Sunday, 8 February 2015

At the Dangerous Edge of Things

Robert Browning spoke about ‘the dangerous edge of things’. Today’s New Testament lesson speaks about events that take people to the extremes of their experience, and it does indeed feel edgy and dangerous.  The disciples in their boat on Galilee struggle against the storm.  The waves crash over the flimsy craft and it threatens to capsize. The Lord, asleep in the hold, is woken by terrified cries of panic: ‘Master, Master, we are perishing!’ He rebukes the chaotic wind and waves and there is a great calm. Safely on dry land, it’s the same story in another guise. Jesus takes on the chaos in human life: the Gadarene man and other victims whose lives are being possessed by demons, or by disease and disability that reduce their victims to chaos. As on the lake, mortals clamour desperately for help, beg to touch even the hem of his garment.  Who is this, that he commands even the winds and the water, demons, sickness and death and they obey him?
 
Just before the reading from Genesis, at the very beginning of the Bible, we learned how ‘the earth was a ‘formless void’: tohu wavohu, a rare moment of Hebrew rhyme.  That first creation story in Genesis 1 tells how shape and order emerge out of the chaotic deep: light and dark, sea and dry land, vegetation, the different orders of life in earth, air and water; and humanity as the crown of God’s achievement.  This patterning of time, space and the material world is fundamental to a cosmos that is stable and trustworthy.  In this universe that is ‘very good’, chaos has no place.
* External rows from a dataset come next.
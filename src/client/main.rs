mod config;
mod network;
mod painter;

use std::path::PathBuf;

use anyhow::{Context as _, Result};
use ggez::conf::{WindowMode, WindowSetup};
use ggez::event::{self, EventHandler, MouseButton};
use ggez::graphics::{Canvas, Color, DrawParam, Text};
use ggez::input::keyboard::{KeyCode, KeyInput};
use ggez::{Context, ContextBuilder, GameResult};
use ledge::game::Game;
use ledge::input::{InputEvent, InputState, Key};
use ledge::math::units::screen;
use ledge::world::{Tile, World, DEFAULT_MAP};
use message_io::node::StoredNetEvent;

use crate::config::Config;
use crate::network::Network;
use crate::painter::Painter;

fn main() -> Result<()> {
    env_logger::init();

    let mut cb = ContextBuilder::new("ledge", "tylian")
        .window_setup(WindowSetup::default().title("Ledge").vsync(true))
        .window_mode(WindowMode::default().dimensions(1280.0, 720.0).resizable(true));

    if let Ok(runtime) = std::env::var("RUNTIME_PATH") {
        let runtime = PathBuf::from(runtime).join("client");
        log::info!("Setting runtime to {}", runtime.display());
        std::env::set_current_dir(&runtime).with_context(|| format!("enter {}", runtime.display()))?;
        cb = cb.add_resource_path(runtime.join("resources"));
    }

    let config = Config::load().context("load config")?;

    let world = match &config.map {
        Some(path) => World::load(path).with_context(|| format!("load map {}", path.display()))?,
        None => World::parse(DEFAULT_MAP).context("parse built-in map")?,
    };

    let game = Game::new(world, config.physics, config.camera).context("create game")?;
    let network = Network::connect(&config.server).context("connect to relay")?;

    let (ctx, event_loop) = cb.build().context("create window")?;

    let handler = GameHandler::new(game, network);
    event::run(ctx, event_loop, handler)
}

struct GameHandler {
    game: Game,
    network: Network,
    input: InputState,
}

impl GameHandler {
    fn new(game: Game, network: Network) -> Self {
        Self {
            game,
            network,
            input: InputState::default(),
        }
    }

    fn screen_size(ctx: &Context) -> screen::Size2D {
        screen::Size2D::from(ctx.gfx.drawable_size())
    }

    fn update_network(&mut self, ctx: &mut Context) -> Vec<ledge::network::server::Packet> {
        let mut inbox = Vec::new();

        while let Some(event) = self.network.receiver.try_receive() {
            match event.network() {
                StoredNetEvent::Connected(_, established) => {
                    if established {
                        log::info!("Connected to relay");
                    } else {
                        log::error!("Could not reach the relay");
                        ctx.request_quit();
                    }
                }
                StoredNetEvent::Accepted(_, _) => unreachable!(),
                StoredNetEvent::Message(_, bytes) => match ledge::network::decode(&bytes) {
                    Ok(packet) => inbox.push(packet),
                    Err(e) => log::error!("Error parsing packet {:?}", e),
                },
                StoredNetEvent::Disconnected(_) => {
                    log::error!("Lost connection to the relay");
                    self.game.sync.clear();
                    ctx.request_quit();
                }
            }
        }

        inbox
    }

    fn update_pointer(&mut self, ctx: &Context) {
        let screen_size = Self::screen_size(ctx);

        for click in self.input.take_clicks() {
            let (position, id) = self.game.tile_at(click, screen_size);
            let tile = Tile::from_id(id).unwrap_or(Tile::Empty);
            log::debug!("Clicked x: {} y: {} ({tile})", position.x, position.y);
        }
    }
}

fn bind(keycode: KeyCode) -> Option<Key> {
    match keycode {
        KeyCode::W | KeyCode::Up | KeyCode::Space => Some(Key::Jump),
        KeyCode::S | KeyCode::Down => Some(Key::Crouch),
        KeyCode::A | KeyCode::Left => Some(Key::Left),
        KeyCode::D | KeyCode::Right => Some(Key::Right),
        _ => None,
    }
}

impl EventHandler for GameHandler {
    fn update(&mut self, ctx: &mut Context) -> GameResult {
        let inbox = self.update_network(ctx);
        self.update_pointer(ctx);
        self.game.update(&self.input, inbox, &mut self.network);
        Ok(())
    }

    fn draw(&mut self, ctx: &mut Context) -> GameResult {
        let screen_size = Self::screen_size(ctx);
        let mut canvas = Canvas::from_frame(ctx, Color::from_rgb(0xdf, 0xe6, 0xf5));

        self.game.draw(&mut Painter::new(&ctx.gfx, &mut canvas), screen_size)?;

        let player = &self.game.player.entity;
        let mut debug_lines = Text::new(format!("FPS: {:.02}\n", ctx.time.fps()));
        debug_lines.add(format!("Position: {:0.2?}  State: {}\n", player.position, player.pose()));
        debug_lines.add(format!("Velocity: {:.02?}  Peers: {}", player.velocity, self.game.sync.peers().len()));

        canvas.draw(&debug_lines, DrawParam::from([8.0, 8.0]).color(Color::BLACK));

        canvas.finish(ctx)
    }

    fn key_down_event(&mut self, _ctx: &mut Context, input: KeyInput, _repeated: bool) -> GameResult {
        // Override default so esc doesn't close game
        if let Some(key) = input.keycode.and_then(bind) {
            self.input.handle(InputEvent::KeyDown(key));
        }
        Ok(())
    }

    fn key_up_event(&mut self, _ctx: &mut Context, input: KeyInput) -> GameResult {
        if let Some(key) = input.keycode.and_then(bind) {
            self.input.handle(InputEvent::KeyUp(key));
        }
        Ok(())
    }

    fn mouse_button_down_event(&mut self, _ctx: &mut Context, button: MouseButton, x: f32, y: f32) -> GameResult {
        if button == MouseButton::Left {
            self.input.handle(InputEvent::Click(screen::Point2D::new(x, y)));
        }
        Ok(())
    }

    fn quit_event(&mut self, _ctx: &mut Context) -> GameResult<bool> {
        log::info!("Goodbye!");
        self.network.stop();
        Ok(false)
    }
}
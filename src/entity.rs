use serde::{Deserialize, Serialize};
use strum::Display;

use crate::math::units::world::*;
use crate::math::VectorExt;
use crate::network::Snapshot;
use crate::world::{Tile, TileId};
use crate::{ENTITY_HEIGHT, ENTITY_WIDTH, JUMP_POWER, MOVE_POWER, PLAYER_HEALTH};

#[derive(Copy, Clone, Debug, Default, PartialEq, Eq, Display, Serialize, Deserialize)]
pub enum MovementState {
    #[default]
    Idle,
    Walking,
    Sliding,
    Crouching,
    Jumping,
}

/// A simulated body. Local players wrap one in [`Player`], remote peers are
/// bare entities updated from the network.
#[derive(Clone, Debug, PartialEq)]
pub struct Entity {
    pub position: Point2D,
    pub velocity: Vector2D,
    pub size: Size2D,
    pub health: u32,
    pub state: MovementState,
    pub grounded: bool,
}

impl Entity {
    pub fn new(health: u32) -> Self {
        Self {
            position: Point2D::origin(),
            velocity: Vector2D::zero(),
            size: Size2D::new(ENTITY_WIDTH, ENTITY_HEIGHT),
            health,
            state: MovementState::Idle,
            grounded: false,
        }
    }

    pub fn bounds(&self) -> Box2D {
        Box2D::from_origin_and_size(self.position, self.size)
    }

    pub fn center(&self) -> Point2D {
        self.position.translate(self.size.to_vector().halve())
    }

    /// Strict overlap, boxes that only share an edge are not touching.
    pub fn is_touching(&self, other: &Box2D) -> bool {
        self.bounds().intersects(other)
    }

    /// What to show for this entity. Anything airborne is jumping, the
    /// stored state keeps whatever the ground logic last decided.
    pub fn pose(&self) -> MovementState {
        if self.grounded {
            self.state
        } else {
            MovementState::Jumping
        }
    }

    pub fn snapshot(&self) -> Snapshot {
        Snapshot {
            position: self.position,
            velocity: self.velocity,
            size: self.size,
            health: self.health,
            state: self.pose(),
        }
    }

    pub fn apply(&mut self, snapshot: Snapshot) {
        self.position = snapshot.position;
        self.velocity = snapshot.velocity;
        self.size = snapshot.size;
        self.health = snapshot.health;
        self.grounded = snapshot.state != MovementState::Jumping;
        self.state = snapshot.state;
    }
}

impl From<Snapshot> for Entity {
    fn from(snapshot: Snapshot) -> Self {
        let mut entity = Entity::new(snapshot.health);
        entity.apply(snapshot);
        entity
    }
}

/// The locally controlled entity.
#[derive(Clone, Debug, PartialEq)]
pub struct Player {
    pub entity: Entity,
    pub move_power: f32,
    pub jump_power: f32,
    pub crouching: bool,
    /// Tile the last grounding contact touched.
    pub standing_on: TileId,
}

impl Player {
    pub fn new() -> Self {
        Self {
            entity: Entity::new(PLAYER_HEALTH),
            move_power: MOVE_POWER,
            jump_power: JUMP_POWER,
            crouching: false,
            standing_on: Tile::Empty.id(),
        }
    }

    pub fn at(position: Point2D) -> Self {
        let mut player = Self::new();
        player.entity.position = position;
        player
    }
}

impl Default for Player {
    fn default() -> Self {
        Self::new()
    }
}

#[cfg(test)]
mod tests {
    use super::*;

    #[test]
    fn touching_needs_real_overlap() {
        let entity = Entity::new(1);
        let below = Box2D::from_origin_and_size(Point2D::new(0.0, 64.0), Size2D::splat(64.0));
        let overlapping = Box2D::from_origin_and_size(Point2D::new(0.0, 63.0), Size2D::splat(64.0));

        assert!(!entity.is_touching(&below), "sharing an edge is not touching");
        assert!(entity.is_touching(&overlapping));
    }

    #[test]
    fn center_is_half_the_size_in() {
        let mut entity = Entity::new(1);
        entity.position = Point2D::new(10.0, 20.0);
        assert_eq!(entity.center(), Point2D::new(26.0, 52.0));
    }

    #[test]
    fn snapshot_reports_airborne_as_jumping() {
        let mut entity = Entity::new(3);
        entity.state = MovementState::Walking;
        entity.grounded = false;
        assert_eq!(entity.snapshot().state, MovementState::Jumping);

        entity.grounded = true;
        assert_eq!(entity.snapshot().state, MovementState::Walking);
    }

    #[test]
    fn remote_entity_from_snapshot() {
        let mut local = Entity::new(5);
        local.position = Point2D::new(128.0, 64.0);
        local.grounded = true;

        let remote = Entity::from(local.snapshot());
        assert_eq!(remote.position, local.position);
        assert_eq!(remote.health, 5);
        assert!(remote.grounded);
    }
}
And although the lesson we heard from Genesis offered us a much earlier story of creation, what scholars call the Jahwist’s version, with the Bible as it now is we can’t help but read the second story in the light of the first. When we do, it echoes the same primordial pattern. God is at work to shape a world like an artist or craftsman. When Michaelangelo forged a sculpture, he said that the shape was already there in the stone; it was simply a matter of revealing it. I like the idea of God chipping away with infinite skill to bring out the fundamental shape and structure of reality from the undifferentiated chaos of matter.
 
In the ancient world, order was experienced as precarious. There was an ever-present fear that the chaos might return to overwhelm hard-won civilisation.  In the psalms, Yhwh is king over cataract and flood who has crushed the heads of the monsters of the deep; in today’s, he ‘stilleth the raging of the sea: and the noise of the waves and the madness of the people.  And that madness tells that the threat is not only natural but human.  The raging of the enemy is personified as an overwhelming force which only the mighty power of Yhwh can subdue: ‘why do the nations rage so furiously together?’  In a bleak vision of Jeremiah, the formless void appears again:  ‘I looked on the earth and lo, it was tohu wavohu, waste and void; and to the heavens, and they had no light.  I looked on the mountains, and lo, they were quaking, and all the hills moved to and fro.  I looked, and lo, there was no-one at all, and all the birds of the air had fled.  I looked and lo, the fruitful land was a desert, and all its cities were laid in ruins before the Lord, before his fierce anger’.  This is Genesis wound backwards from cosmos to chaos, its artistry unravelling to a terrible, anarchic collapse. 
 
If once, people doubted that atavistic fears like these had been banished by the onward and upward march of progress, this last century surely dispelled the fantasy. Tohu wavohu does not only belong to the ancients.  A century ago, an unsuspecting world sleep-walked into a Great War. Seventy years ago, the gates of Auschwitz-Birkenau were opened to reveal the unspeakable horror of what had gone on under the Nazis. I was brought up under the shadow of the Bomb: the Cuban Missile Crisis taught me how deeply untrustworthy the world is. I learned to be afraid. Now we have Al Qaida and Boko Haram and Isis, not to mention climate change, human trafficking, the abuses that drive asylum seekers to our shores. They all point to tohu wavohu as a present reality for us, both as nameless fear and felt reality, consequences most of them of what the Prayer Book collect calls ‘the unruly wills and affections of sinful men’. 
 
The history of this Benedictine cathedral reminds us how in the 6th century St Benedict set about creating communities of stability and order when the Roman Empire was in its final descent into anarchy.  Perhaps his Rule saved Christian Europe from the dark ages.  His enterprise could be a model for mission today: intelligent religion marked not by easy successes or showy drama but by the sustained spiritual imagination and commitment to live with complexity.  In his book A Staircase for Silence Alan Ecclestone offers clues as to how we might set about this.  He says that only a radical deepening and broadening of our vision is equal to the task of bringing to birth and nourishing a spirituality strong, generous and inspiring enough to help men and women…. grow up as truly human beings in the immensely complicated world that lies ahead. That spiri­tuality must provide a disciplined way of living in which growth to the fullest possible stature of each is made the concern of all. It requires a spirituality [that] relates the creativity, the humanising and the unification of mankind in one growing experience of mutual love. The world may well be entering a yet darker age than any known before. The demands laid on the spirituality needed during such time will be correspondingly greater.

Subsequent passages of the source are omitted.